Долго молчавший Валентин Распутин перевел разговор в другое русло:
— Что большая политика стремится одержать победу над русской жизнью — факт общепризнанный. Но меня больше интересуют — и волнуют, конечно! — не политические ухватки, а состояние самого народа, который порой говорит одно — перед телекамерой или микрофоном, — а сам свою думу думает. Беспокоила меня проблема русской пассионарности. Что сие такое, известно, Гумилёв разъяснил. Но как раз пассионарность, на мой взгляд, в наименьшей степени подвержена политическим влияниям, эта русская стихия неподатлива. Ее вроде бы и нет — сегодня! А завтра, глядишь, из всех щелей прёт, из любого мужичонки, вчера, казалось, жизнью в пыль забитого. И представляете, попалась мне строго научная книга, где на исторических примерах показаны волны русской пассионарности. Оказывается, она циклическая! Внедряемая ныне в сознание мысль о стабильности парализует жизненные силы народа. Словно сеанс гипноза: бедлам информационного шума, торжествующий шоу-бизнес, подсчеты лайков, интернет-восторги, индустрия фэйков. Чуть ли не цифровой концлагерь городят. Но это дело временное, поверхностное, оно не затрагивает корней. Потому что народ наш пришел издалека и идет далеко. А с точки зрения исторической цикличности пассионарность русская, если судить по периодическим волнам, должна отчетливо проявиться в 2020–2021 годах.
— Но как она проявится? — подал голос Савва.
— А вот в том и вопрос, — оживился Валентин Григорьевич. — За или против? По моим наблюдениям, власть этим вопросом не заморачивается. Видимо, считает, что русская пассионарность не более чем экспонат истории. Но народ — как природа, которая уступчива лишь тогда, когда слаба. А шторма, потопы, землетрясения — они земным человеческим силам неподвластны.
— Спит, спит народ! — воскликнул Владимир Васильев. — В свете нашего разговора как не вспомнить вещего простачка, юродивого из «Бориса Годунова», который озарением понимает то, что умным невдомек. Нельзя молиться за царя Ирода! Такие вещие простачки на Руси и сейчас не перевелись, но слышно их только в особые минуты истории. Они как будильник, вернее, словно колокол вечевой. Все просыпаются. Миг — и нет пространства безгласия.
— А может, Илья Муромец, на печи своего срока ждущий? — задумчиво произнес Распутин. — Россия играет вдолгую. Созреть должны сроки.

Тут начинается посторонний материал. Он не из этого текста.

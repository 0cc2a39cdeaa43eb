use std::collections::HashMap;

use rust_decimal::Decimal;

use crate::{
    ResultEngine,
    plan::DeleteMode,
    sheets::{SheetKind, SheetRole, SubmittedSheet},
    validate::{self, OrderContext},
};

use super::{
    Engine, ReconcileOutcome, contract_sheets::ensure_known_groups, derive, load_groups,
    load_owner_sheets, prepare_submitted, reject_invalid,
};

impl Engine {
    /// Reconciles an order's full consumption sheet set against the
    /// submitted one.
    ///
    /// `contract_id` is the contract the order draws against. Every
    /// submitted leaf must match an eligible (active, leaf) contract sheet by
    /// code; its funding link (`source_sheet_id`) is resolved server side
    /// from that match. The budget check runs against the contract's balance
    /// view with this order's own previous consumption excluded, so editing
    /// an order does not count against itself.
    ///
    /// The over-budget check and the commit are separate steps with no lock
    /// on the contract leaf; two concurrent submissions against the same
    /// leaf can both pass validation.
    pub async fn reconcile_order_sheets(
        &self,
        order_id: i64,
        contract_id: i64,
        submitted: Vec<SubmittedSheet>,
        mode: DeleteMode,
    ) -> ResultEngine<ReconcileOutcome> {
        let groups = load_groups(&self.database).await?;
        let mut sheets = prepare_submitted(SheetKind::Order, order_id, submitted)?;
        ensure_known_groups(&sheets, &groups)?;
        derive(&mut sheets, &groups);

        let mut contract_sheets =
            load_owner_sheets(&self.database, SheetKind::Contract, contract_id, true).await?;
        derive(&mut contract_sheets, &groups);

        let eligible: HashMap<String, i64> = contract_sheets
            .iter()
            .filter(|s| s.role == SheetRole::Leaf && s.is_active)
            .filter_map(|s| Some((s.code.clone(), s.id.persisted()?)))
            .collect();

        let consumption = self
            .sum_consumption_by_leaf(contract_id, Some(order_id))
            .await?;
        let available: HashMap<i64, Decimal> =
            crate::aggregate::balance_rows(&contract_sheets, &consumption)
                .into_iter()
                .map(|row| (row.sheet_id, row.available_amount))
                .collect();

        let ctx = OrderContext {
            eligible: &eligible,
            available: Some(&available),
        };
        reject_invalid(validate::validate(&sheets, Some(&ctx)))?;

        // Funding links follow the code match; headers draw on nothing.
        for sheet in sheets.iter_mut() {
            sheet.source_sheet_id = match sheet.role {
                SheetRole::Leaf => eligible.get(&sheet.code).copied(),
                SheetRole::Header => None,
            };
        }

        let persisted =
            load_owner_sheets(&self.database, SheetKind::Order, order_id, false).await?;
        // Order sheets have no dependent records of their own; removals are
        // always hard deletes.
        let dependents = HashMap::new();

        self.reconcile_set(
            SheetKind::Order,
            order_id,
            &persisted,
            sheets,
            &dependents,
            mode,
            &groups,
        )
        .await
    }
}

— Да-а, — тоже задумчиво начал Курбатов. — Сегодня-то впору Тютчева вспоминать: «Не плоть, а дух растлился в наши дни».
Савва перебил:
— А мне Иван Ильин ближе: «Бог в сердце, царь в голове и вожак впереди». Правда, с вожаком неясности — пока только вождь в наличии.

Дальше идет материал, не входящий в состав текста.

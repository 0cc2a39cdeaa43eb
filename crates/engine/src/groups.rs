//! The module contains the representation of a sheet group.
//!
//! Groups are immutable reference data: named buckets ("Works", "Costs")
//! sheets are classified into for display and per-group subtotaling. The
//! engine only ever reads them.
use sea_orm::entity::prelude::*;
use serde::{Deserialize, Serialize};

use crate::EngineError;

/// Classification flag of a group.
#[derive(Clone, Copy, Debug, PartialEq, Eq, Serialize, Deserialize)]
pub enum GroupKind {
    Work,
    Cost,
}

impl GroupKind {
    #[must_use]
    pub fn as_str(self) -> &'static str {
        match self {
            GroupKind::Work => "work",
            GroupKind::Cost => "cost",
        }
    }
}

impl TryFrom<&str> for GroupKind {
    type Error = EngineError;

    fn try_from(value: &str) -> Result<Self, Self::Error> {
        match value {
            "work" => Ok(GroupKind::Work),
            "cost" => Ok(GroupKind::Cost),
            other => Err(EngineError::KeyNotFound(format!(
                "unknown group kind: {other}"
            ))),
        }
    }
}

/// A named sheet category with a display sequence.
#[derive(Clone, Debug, PartialEq, Eq, Serialize, Deserialize)]
pub struct SheetGroup {
    pub id: i64,
    pub name: String,
    pub kind: GroupKind,
    pub sequence: i32,
}

#[derive(Clone, Debug, PartialEq, DeriveEntityModel)]
#[sea_orm(table_name = "sheet_groups")]
pub struct Model {
    #[sea_orm(primary_key)]
    pub id: i64,
    pub name: String,
    pub kind: String,
    pub sequence: i32,
}

#[derive(Copy, Clone, Debug, EnumIter, DeriveRelation)]
pub enum Relation {
    #[sea_orm(has_many = "super::sheets::Entity")]
    Sheets,
}

impl Related<super::sheets::Entity> for Entity {
    fn to() -> RelationDef {
        Relation::Sheets.def()
    }
}

impl ActiveModelBehavior for ActiveModel {}

impl TryFrom<Model> for SheetGroup {
    type Error = EngineError;

    fn try_from(model: Model) -> Result<Self, Self::Error> {
        Ok(Self {
            id: model.id,
            name: model.name,
            kind: GroupKind::try_from(model.kind.as_str())?,
            sequence: model.sequence,
        })
    }
}
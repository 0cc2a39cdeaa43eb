//! The module contains the outline code parser.
//!
//! An outline code is a dot-delimited string (`"A"`, `"A.1"`, `"A.1.2"`) used
//! both as the line-item label and as the sole carrier of hierarchy: the
//! parent of `"A.1.2"` is whatever row carries `"A.1"`. Codes are opaque
//! strings compared by prefix; no character set is enforced.

use crate::EngineError;

/// A normalized outline code with its derived position in the hierarchy.
#[derive(Clone, Debug, PartialEq, Eq)]
pub struct ParsedCode {
    /// The code with **all** whitespace removed, not just leading/trailing.
    pub normalized: String,
    /// The text before the last `.`, or `None` for a top-level code.
    pub parent: Option<String>,
    /// Number of dot-separated segments (`"A.1.2"` has depth 3).
    pub depth: usize,
}

/// Parses and normalizes an outline code.
///
/// Fails with [`EngineError::InvalidCode`] when the code is empty after
/// normalization.
pub fn parse(raw: &str) -> Result<ParsedCode, EngineError> {
    let normalized: String = raw.chars().filter(|c| !c.is_whitespace()).collect();
    if normalized.is_empty() {
        return Err(EngineError::InvalidCode(
            "code must not be empty".to_string(),
        ));
    }

    let parent = normalized
        .rfind('.')
        .map(|pos| normalized[..pos].to_string());
    let depth = normalized.split('.').count();

    Ok(ParsedCode {
        normalized,
        parent,
        depth,
    })
}

/// Returns `true` when the raw code is empty or whitespace only.
///
/// Blank-code rows are dropped from set processing before the hierarchy is
/// built; they are not an error.
#[must_use]
pub fn is_blank(raw: &str) -> bool {
    raw.chars().all(char::is_whitespace)
}
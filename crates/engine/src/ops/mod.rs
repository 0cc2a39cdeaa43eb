use std::collections::HashMap;

use chrono::Utc;
use sea_orm::{
    ActiveValue, ConnectionTrait, DatabaseConnection, DatabaseTransaction, QueryFilter,
    QueryOrder, TransactionTrait, prelude::*,
};
use serde::{Deserialize, Serialize};

use crate::{
    EngineError, ResultEngine, aggregate, code, groups,
    groups::SheetGroup,
    hierarchy,
    plan::{DeleteMode, ReconcilePlan, plan},
    sheets,
    sheets::{Sheet, SheetId, SheetKind, SubmittedSheet},
    validate::ValidationReport,
};

mod balances;
mod contract_sheets;
mod order_sheets;
mod read;

/// Run a block inside a DB transaction, committing on success and rolling back on error.
macro_rules! with_tx {
    ($self:expr, |$tx:ident| $body:expr) => {{
        let $tx = $self.database.begin().await?;
        let result = $body;
        match result {
            Ok(value) => {
                $tx.commit().await?;
                Ok(value)
            }
            Err(err) => Err(err),
        }
    }};
}

pub(crate) use with_tx;

/// What one reconciliation changed, plus the resulting fully-derived active
/// set (roles, parent links and header amounts recomputed after the writes).
#[derive(Clone, Debug, Serialize, Deserialize)]
pub struct ReconcileOutcome {
    pub created: usize,
    pub updated: usize,
    pub soft_deleted: usize,
    pub hard_deleted: usize,
    pub sheets: Vec<Sheet>,
}

#[derive(Debug)]
pub struct Engine {
    database: DatabaseConnection,
}

impl Engine {
    /// Return a builder for `Engine`. Help to build the struct.
    pub fn builder() -> EngineBuilder {
        EngineBuilder::default()
    }

    /// Shared reconcile tail: plans the diff against the persisted set and
    /// applies it as one transaction, then re-derives the resulting set.
    ///
    /// `submitted` must already be normalized, hierarchy-annotated and
    /// validated by the context-specific caller.
    async fn reconcile_set(
        &self,
        kind: SheetKind,
        owner_id: i64,
        persisted: &[Sheet],
        submitted: Vec<Sheet>,
        dependents: &HashMap<i64, u64>,
        mode: DeleteMode,
        groups: &HashMap<i64, SheetGroup>,
    ) -> ResultEngine<ReconcileOutcome> {
        let plan = plan(persisted, submitted, dependents, mode)?;
        let (created, updated, soft_deleted, hard_deleted) = (
            plan.creates.len(),
            plan.updates.len(),
            plan.soft_deletes.len(),
            plan.hard_deletes.len(),
        );

        let mut sheets = with_tx!(self, |db_tx| {
            async {
                apply_plan(&db_tx, plan).await?;
                load_owner_sheets(&db_tx, kind, owner_id, true).await
            }
            .await
        })?;

        derive(&mut sheets, groups);
        tracing::info!(
            kind = kind.as_str(),
            owner_id,
            created,
            updated,
            soft_deleted,
            hard_deleted,
            "sheet set reconciled"
        );

        Ok(ReconcileOutcome {
            created,
            updated,
            soft_deleted,
            hard_deleted,
            sheets,
        })
    }
}

/// Applies a reconcile plan on an open transaction.
///
/// Creates run first, in depth order, building the pending-token map so
/// children (created or updated) link to the ids their new parents were just
/// assigned. Deletes run last.
async fn apply_plan(db_tx: &DatabaseTransaction, plan: ReconcilePlan) -> ResultEngine<()> {
    let mut assigned: HashMap<SheetId, i64> = HashMap::new();

    for sheet in &plan.creates {
        let parent = resolve_parent(sheet.parent_id, &assigned)?;
        let model = sheet.to_active_model(parent)?.insert(db_tx).await?;
        assigned.insert(sheet.id, model.id);
    }

    for sheet in &plan.updates {
        let parent = resolve_parent(sheet.parent_id, &assigned)?;
        sheet.to_active_model(parent)?.update(db_tx).await?;
    }

    for id in &plan.soft_deletes {
        let model = sheets::ActiveModel {
            id: ActiveValue::Set(*id),
            is_active: ActiveValue::Set(false),
            updated_at: ActiveValue::Set(Utc::now()),
            ..Default::default()
        };
        model.update(db_tx).await?;
    }

    if !plan.hard_deletes.is_empty() {
        sheets::Entity::delete_many()
            .filter(sheets::Column::Id.is_in(plan.hard_deletes.clone()))
            .exec(db_tx)
            .await?;
    }

    Ok(())
}

fn resolve_parent(
    parent: Option<SheetId>,
    assigned: &HashMap<SheetId, i64>,
) -> ResultEngine<Option<i64>> {
    match parent {
        None => Ok(None),
        Some(SheetId::Persisted(id)) => Ok(Some(id)),
        Some(pending) => assigned.get(&pending).copied().map(Some).ok_or_else(|| {
            EngineError::KeyNotFound("parent sheet not created yet".to_string())
        }),
    }
}

/// Loads one owner's sheet set, ordered by global sequence.
async fn load_owner_sheets<C: ConnectionTrait>(
    conn: &C,
    kind: SheetKind,
    owner_id: i64,
    active_only: bool,
) -> ResultEngine<Vec<Sheet>> {
    let mut query = sheets::Entity::find()
        .filter(sheets::Column::OwnerKind.eq(kind.as_str()))
        .filter(sheets::Column::OwnerId.eq(owner_id))
        .order_by_asc(sheets::Column::SequenceGlobal)
        .order_by_asc(sheets::Column::Id);
    if active_only {
        query = query.filter(sheets::Column::IsActive.eq(true));
    }

    let models = query.all(conn).await?;
    models.into_iter().map(Sheet::try_from).collect()
}

/// Loads the group reference data as an id-indexed lookup.
async fn load_groups<C: ConnectionTrait>(conn: &C) -> ResultEngine<HashMap<i64, SheetGroup>> {
    let models = groups::Entity::find().all(conn).await?;
    models
        .into_iter()
        .map(|model| SheetGroup::try_from(model).map(|group| (group.id, group)))
        .collect()
}

/// Turns a submitted set into working sheets: blank-code rows dropped,
/// codes normalized, leaf amounts computed.
fn prepare_submitted(
    kind: SheetKind,
    owner_id: i64,
    submitted: Vec<SubmittedSheet>,
) -> ResultEngine<Vec<Sheet>> {
    submitted
        .into_iter()
        .filter(|row| !code::is_blank(&row.code))
        .map(|row| {
            let parsed = code::parse(&row.code)?;
            Ok(Sheet::from_submitted(kind, owner_id, &parsed, row))
        })
        .collect()
}

/// Hierarchy + aggregation in one pass, the order every caller needs.
fn derive(sheets: &mut [Sheet], groups: &HashMap<i64, SheetGroup>) {
    hierarchy::build(sheets, groups);
    aggregate::roll_up(sheets);
}

fn reject_invalid(report: ValidationReport) -> ResultEngine<ValidationReport> {
    if report.is_valid() {
        Ok(report)
    } else {
        Err(EngineError::Validation(report))
    }
}

/// The builder for `Engine`
#[derive(Default)]
pub struct EngineBuilder {
    database: DatabaseConnection,
}

impl EngineBuilder {
    /// Pass the required database
    pub fn database(mut self, db: DatabaseConnection) -> EngineBuilder {
        self.database = db;
        self
    }

    /// Construct `Engine`
    pub fn build(self) -> Engine {
        Engine {
            database: self.database,
        }
    }
}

Курбатов ответил в форме вопроса:
— А вот мне не ясно, мы новый фундамент возводим или углубляем «Котлован»?
Это был очень мудрый, глубокий вопрос, все поняли, что речь о «Котловане» Платонова, и задумались. А Вера, на которую внезапно свалилось счастье оказаться в столь звездном, высоколобом обществе, возгордилась еще пуще.
В это время по поводу едкого замечания Курбатова кто-то пошутил:
— Ну, это полный Кафка.
Все рассмеялись.
А Курбатов, чтобы усилить свое мнение, напомнил:
— История такие сальто-мортале устраивает, что диву даешься. Кто-нибудь слышал, как в воюющей Европе времен Первой мировой войны называли писательскую братию? Никто не слышал? Могу напомнить. Называли не очень почетно — «соловьи над кровью». Потому что с каждой из противостоящих сторон литераторы сеяли только ненависть, никто не осмеливался на осмысления. Сегодня соловьев русофобских тоже немало. К счастью, крови нет.
Затем разговор перекинулся на поиски идеи нравственного подъема страны, на русофобское умопомешательство пятой колонны, на заветы русской жизни. А ближе к концу обеда, затянувшегося из-за обилия мнений, снова Валентин Григорьевич поднял серьезную тему о необходимости культурного общения с западом и угрозе перерастания общения во влияние.